Selasa, 24 Oktober 2017 | 07:06 WIB

Bandung, NU Online
Ketua Pengurus Pusat Rabithah Ma’ahid Islamiyah Nahdlatul Ulama (RMINU) KH Abdul Ghofarrozin mengatakan, pesantren dan sepak bola merupakan dua simbol pemersatu semenjak keduanya tumbuh menjadi bagian dari perjalanan bangsa Indonesia.

Pesantren, menurut dia, yang pada awalnya dimulai dari niat yang sederhana dan tulus untuk memberikan tempat bagi mereka menuntut ilmu agama kemudian berkembang menjadi agen perubahan sosial melalui nilai-nilai keislaman yang mendorong proses terbentuknya Negara Kesatuan Republik Indonesia hingga kini.

Sementara sepak bola sendiri dengan mudah diserap menjadi bagian dari rajutan kehidupan sosial budaya Indonesia karena kesederhanaannya.

“Sepak bola terbukti mampu menjadi sebuah kegiatan yang inklusif dan mampu menembus sekat-sekat perbedaan suku, etnis, bahasa, keyakinan serta simbol-simbol primordial lainnya,” jelasnya di Bandung, Selasa (24/10).  

Di pesantren, katanya, eratnya sepak bola dengan kehidupan santri menjadikan olahraga ini sebagai kegiatan unggulan dalam setiap kegiatan yang berhubungan dengan pesantren.

“Melihat besarnya potensi pemain sepak bola yang belum dibina secara terukur dan terarah di kalangan santri, maka perlu adanya wadah yang tepat untuk memfasilitasi tumbuhnya pesepak bola yang profesional. Dari sanalah ajang Liga Santri Nusantara diadakan,” jelasnya.

Melalui penyelenggaraan kegiatan Liga Santri Nusantara diharapkan lahir pemain bola profesional yang dapat mengusung nama baik Indonesia di ajang sepak bola nasional dan internasional.

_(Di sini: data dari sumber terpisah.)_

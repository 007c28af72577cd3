use super::types::ShutdownReason;
use crate::action::{invoker_from_config, ActionInvoker};
use crate::config::GestureKeysConfig;
use crate::debounce::Debouncer;
use crate::engine::GestureEngine;
use crate::error::Result;
use crate::events::{EventBus, EventMetrics, GestureKeysEvent};
use crate::keyboard_input::KeyboardInputHandler;
use std::sync::Arc;
use tokio::sync::oneshot;
use tokio_util::sync::CancellationToken;
use tracing::{debug, info};

/// Owns one capture session: the engine, the action invoker and the event bus
pub struct GestureKeysApp {
    pub(super) config: GestureKeysConfig,
    pub(super) event_bus: Arc<EventBus>,
    pub(super) engine: GestureEngine,
    pub(super) invoker: Box<dyn ActionInvoker>,
    pub(super) keyboard_handler: Option<KeyboardInputHandler>,
    pub(super) metrics: EventMetrics,

    // Lifecycle management
    pub(super) shutdown_sender: Option<oneshot::Sender<ShutdownReason>>,
    pub(super) shutdown_receiver: Option<oneshot::Receiver<ShutdownReason>>,
    pub(super) cancellation_token: CancellationToken,
}

impl GestureKeysApp {
    /// Create a new session from a validated configuration
    pub fn new(config: GestureKeysConfig) -> Result<Self> {
        config.validate()?;

        let event_bus = Arc::new(EventBus::new(config.system.event_bus_capacity));
        let engine = GestureEngine::new(Debouncer::from_config(&config.debounce));
        let invoker = invoker_from_config(&config.action);
        let (shutdown_sender, shutdown_receiver) = oneshot::channel();

        info!(
            "Session configured: cooldown {:.2}s, action invoker '{}'",
            config.debounce.cooldown_seconds,
            invoker.invoker_name()
        );

        Ok(Self {
            config,
            event_bus,
            engine,
            invoker,
            keyboard_handler: None,
            metrics: EventMetrics::default(),
            shutdown_sender: Some(shutdown_sender),
            shutdown_receiver: Some(shutdown_receiver),
            cancellation_token: CancellationToken::new(),
        })
    }

    /// Replace the configured action invoker
    pub fn with_invoker(mut self, invoker: Box<dyn ActionInvoker>) -> Self {
        self.invoker = invoker;
        self
    }

    pub fn event_bus(&self) -> Arc<EventBus> {
        Arc::clone(&self.event_bus)
    }

    pub fn engine(&self) -> &GestureEngine {
        &self.engine
    }

    pub fn metrics(&self) -> &EventMetrics {
        &self.metrics
    }

    pub fn cancellation_token(&self) -> CancellationToken {
        self.cancellation_token.clone()
    }

    /// Record and broadcast an event. Having no subscribers is not an error.
    pub(super) async fn publish(&mut self, event: GestureKeysEvent) {
        self.metrics.record_event(&event);
        if let Err(e) = self.event_bus.publish(event).await {
            debug!("Event not delivered: {}", e);
        }
    }
}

Lebih lanjut ia menjelaskan, kini, 19 tahun setelah Reformasi, bangsa Indonesia dihadapkan pada kondisi yang berpotensi merenggangkan rajutan kebangsaan. NU berpandangan bahwa keberadaan pesantren menjadi semakin relevan dalam menjaga keutuhan bangsa dan melalui LSN 2017 masyarakat Indonesia diajak kembali menggalang nilai-nilai kebersamaan dan kerja sama yang merupakan komponen penting bagi keutuhan Negara Kesatuan Republik Indonesia. (Abdullah Alawi)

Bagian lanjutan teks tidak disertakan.